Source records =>
━━━
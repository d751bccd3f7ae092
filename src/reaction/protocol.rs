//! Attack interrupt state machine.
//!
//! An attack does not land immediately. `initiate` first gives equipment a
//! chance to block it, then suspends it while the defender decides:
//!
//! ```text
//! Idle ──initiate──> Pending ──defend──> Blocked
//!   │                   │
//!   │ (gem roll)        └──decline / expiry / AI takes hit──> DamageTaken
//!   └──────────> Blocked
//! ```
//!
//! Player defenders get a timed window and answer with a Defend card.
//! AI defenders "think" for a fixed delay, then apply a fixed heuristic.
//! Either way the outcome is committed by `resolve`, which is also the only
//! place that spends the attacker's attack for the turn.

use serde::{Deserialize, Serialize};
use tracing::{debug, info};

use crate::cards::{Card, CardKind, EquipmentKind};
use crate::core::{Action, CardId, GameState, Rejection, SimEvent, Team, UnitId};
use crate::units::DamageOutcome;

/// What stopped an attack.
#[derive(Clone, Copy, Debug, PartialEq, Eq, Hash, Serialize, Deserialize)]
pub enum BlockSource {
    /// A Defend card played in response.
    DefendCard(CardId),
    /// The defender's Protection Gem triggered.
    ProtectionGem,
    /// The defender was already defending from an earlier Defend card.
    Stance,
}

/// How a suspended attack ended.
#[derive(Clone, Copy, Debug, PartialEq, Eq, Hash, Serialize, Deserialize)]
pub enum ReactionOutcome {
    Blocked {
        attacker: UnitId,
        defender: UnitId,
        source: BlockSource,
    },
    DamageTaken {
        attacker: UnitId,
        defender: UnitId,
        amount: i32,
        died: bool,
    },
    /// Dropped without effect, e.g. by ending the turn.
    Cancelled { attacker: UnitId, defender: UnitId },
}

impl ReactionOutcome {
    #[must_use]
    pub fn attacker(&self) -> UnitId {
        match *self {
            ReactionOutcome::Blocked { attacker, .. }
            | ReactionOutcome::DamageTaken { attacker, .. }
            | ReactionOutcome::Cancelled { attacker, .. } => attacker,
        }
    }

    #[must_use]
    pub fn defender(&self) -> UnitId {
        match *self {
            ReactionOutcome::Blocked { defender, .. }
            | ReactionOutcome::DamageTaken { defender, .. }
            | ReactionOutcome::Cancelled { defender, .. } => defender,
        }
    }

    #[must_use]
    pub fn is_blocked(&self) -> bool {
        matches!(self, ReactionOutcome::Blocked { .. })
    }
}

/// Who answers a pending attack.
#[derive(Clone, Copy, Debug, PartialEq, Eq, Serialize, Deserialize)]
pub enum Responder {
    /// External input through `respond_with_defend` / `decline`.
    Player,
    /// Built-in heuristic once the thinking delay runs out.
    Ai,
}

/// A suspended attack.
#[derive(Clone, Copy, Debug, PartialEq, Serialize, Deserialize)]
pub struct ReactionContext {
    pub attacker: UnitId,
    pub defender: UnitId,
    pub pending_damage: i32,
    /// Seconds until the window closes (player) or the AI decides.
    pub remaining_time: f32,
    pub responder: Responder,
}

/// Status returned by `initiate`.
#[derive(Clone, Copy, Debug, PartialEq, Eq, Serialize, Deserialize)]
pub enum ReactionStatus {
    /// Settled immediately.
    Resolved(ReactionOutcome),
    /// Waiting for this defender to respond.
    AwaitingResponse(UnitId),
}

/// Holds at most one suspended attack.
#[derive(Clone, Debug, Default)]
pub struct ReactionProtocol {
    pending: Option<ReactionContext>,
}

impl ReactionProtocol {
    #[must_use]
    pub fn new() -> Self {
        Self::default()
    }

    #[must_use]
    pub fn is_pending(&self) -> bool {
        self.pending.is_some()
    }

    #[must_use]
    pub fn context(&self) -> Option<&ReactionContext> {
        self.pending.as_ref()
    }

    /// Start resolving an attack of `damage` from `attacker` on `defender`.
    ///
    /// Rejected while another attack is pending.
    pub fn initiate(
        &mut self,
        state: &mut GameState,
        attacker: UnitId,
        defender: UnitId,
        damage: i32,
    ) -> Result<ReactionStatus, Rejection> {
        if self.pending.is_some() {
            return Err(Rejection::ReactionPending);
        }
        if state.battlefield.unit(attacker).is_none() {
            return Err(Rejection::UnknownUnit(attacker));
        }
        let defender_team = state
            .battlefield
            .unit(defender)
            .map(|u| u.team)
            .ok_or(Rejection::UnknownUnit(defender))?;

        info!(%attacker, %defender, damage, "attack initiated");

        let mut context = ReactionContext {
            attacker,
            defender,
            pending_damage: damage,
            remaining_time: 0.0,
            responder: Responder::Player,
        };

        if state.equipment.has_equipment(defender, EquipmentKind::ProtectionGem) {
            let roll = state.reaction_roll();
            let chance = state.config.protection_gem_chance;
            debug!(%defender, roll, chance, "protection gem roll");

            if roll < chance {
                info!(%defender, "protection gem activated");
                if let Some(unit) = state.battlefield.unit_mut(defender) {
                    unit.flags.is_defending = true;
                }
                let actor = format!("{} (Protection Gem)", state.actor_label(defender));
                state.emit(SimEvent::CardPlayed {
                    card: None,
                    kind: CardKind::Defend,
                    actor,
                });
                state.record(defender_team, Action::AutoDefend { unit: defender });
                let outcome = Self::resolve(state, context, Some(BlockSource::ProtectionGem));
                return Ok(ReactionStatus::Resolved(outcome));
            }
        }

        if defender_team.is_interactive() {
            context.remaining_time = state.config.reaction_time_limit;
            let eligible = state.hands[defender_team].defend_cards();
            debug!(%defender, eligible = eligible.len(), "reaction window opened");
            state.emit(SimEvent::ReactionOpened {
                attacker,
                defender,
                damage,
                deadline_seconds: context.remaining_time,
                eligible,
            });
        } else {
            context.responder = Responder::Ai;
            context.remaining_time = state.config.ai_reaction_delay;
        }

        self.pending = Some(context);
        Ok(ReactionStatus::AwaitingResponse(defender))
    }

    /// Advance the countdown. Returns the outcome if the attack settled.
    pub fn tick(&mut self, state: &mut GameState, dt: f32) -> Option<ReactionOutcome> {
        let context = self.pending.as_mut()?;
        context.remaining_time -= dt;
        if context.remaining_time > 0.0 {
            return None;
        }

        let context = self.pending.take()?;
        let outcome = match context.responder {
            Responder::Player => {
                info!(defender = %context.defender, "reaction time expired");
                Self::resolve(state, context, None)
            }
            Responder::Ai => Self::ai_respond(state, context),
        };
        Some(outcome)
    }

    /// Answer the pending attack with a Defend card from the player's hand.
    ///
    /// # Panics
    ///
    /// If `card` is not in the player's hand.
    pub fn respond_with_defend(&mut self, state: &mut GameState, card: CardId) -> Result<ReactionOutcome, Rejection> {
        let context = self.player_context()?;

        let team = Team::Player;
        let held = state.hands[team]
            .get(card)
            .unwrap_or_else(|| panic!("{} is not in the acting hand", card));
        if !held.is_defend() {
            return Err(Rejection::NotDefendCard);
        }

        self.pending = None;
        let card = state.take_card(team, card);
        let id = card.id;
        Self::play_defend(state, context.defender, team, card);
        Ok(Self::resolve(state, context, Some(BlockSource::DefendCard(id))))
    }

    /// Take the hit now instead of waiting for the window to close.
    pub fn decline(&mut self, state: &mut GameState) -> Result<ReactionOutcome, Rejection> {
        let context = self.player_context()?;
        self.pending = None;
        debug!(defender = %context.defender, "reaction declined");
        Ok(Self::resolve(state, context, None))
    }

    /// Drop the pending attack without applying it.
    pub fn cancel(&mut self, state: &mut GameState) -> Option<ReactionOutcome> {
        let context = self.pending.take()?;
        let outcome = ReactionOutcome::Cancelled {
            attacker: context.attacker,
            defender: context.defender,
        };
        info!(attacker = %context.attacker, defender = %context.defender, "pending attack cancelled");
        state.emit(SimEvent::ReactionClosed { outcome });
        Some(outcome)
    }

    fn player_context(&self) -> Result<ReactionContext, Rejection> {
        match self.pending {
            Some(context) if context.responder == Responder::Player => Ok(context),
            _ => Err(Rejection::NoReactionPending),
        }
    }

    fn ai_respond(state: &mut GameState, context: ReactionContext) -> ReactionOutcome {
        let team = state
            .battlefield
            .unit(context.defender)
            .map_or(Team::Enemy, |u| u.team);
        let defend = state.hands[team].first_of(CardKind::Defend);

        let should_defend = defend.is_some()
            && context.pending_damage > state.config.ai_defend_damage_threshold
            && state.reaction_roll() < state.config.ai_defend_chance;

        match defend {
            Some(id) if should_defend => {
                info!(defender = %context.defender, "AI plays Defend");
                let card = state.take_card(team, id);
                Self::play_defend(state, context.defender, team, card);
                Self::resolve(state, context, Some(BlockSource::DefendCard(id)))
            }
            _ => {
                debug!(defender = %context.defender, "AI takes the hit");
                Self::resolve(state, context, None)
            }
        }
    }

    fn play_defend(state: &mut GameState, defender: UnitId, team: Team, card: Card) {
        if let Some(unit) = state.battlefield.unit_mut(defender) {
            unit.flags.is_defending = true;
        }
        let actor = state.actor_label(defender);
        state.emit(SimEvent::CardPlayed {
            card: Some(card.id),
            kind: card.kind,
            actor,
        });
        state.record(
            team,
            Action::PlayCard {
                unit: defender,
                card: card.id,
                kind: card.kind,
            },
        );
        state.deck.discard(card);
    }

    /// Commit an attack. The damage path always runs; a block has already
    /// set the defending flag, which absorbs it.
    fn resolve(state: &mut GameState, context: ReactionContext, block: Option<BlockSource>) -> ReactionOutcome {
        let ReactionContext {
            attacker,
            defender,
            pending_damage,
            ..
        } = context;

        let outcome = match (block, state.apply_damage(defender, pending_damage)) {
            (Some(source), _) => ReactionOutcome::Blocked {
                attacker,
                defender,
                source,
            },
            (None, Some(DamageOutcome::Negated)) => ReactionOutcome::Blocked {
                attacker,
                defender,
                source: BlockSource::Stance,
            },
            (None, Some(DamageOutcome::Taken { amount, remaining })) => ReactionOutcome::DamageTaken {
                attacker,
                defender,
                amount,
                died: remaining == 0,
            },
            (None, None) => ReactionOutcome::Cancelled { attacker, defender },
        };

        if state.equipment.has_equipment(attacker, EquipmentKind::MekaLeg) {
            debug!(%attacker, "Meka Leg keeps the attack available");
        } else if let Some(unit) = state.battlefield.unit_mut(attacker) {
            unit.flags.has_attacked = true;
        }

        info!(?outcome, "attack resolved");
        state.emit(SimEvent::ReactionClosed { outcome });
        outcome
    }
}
━━━
ASSIGNMENT => Whenever a line of the data above holds the word "amount", it counts once; report the total number of such lines and nothing more.

ANSWER AREA => 3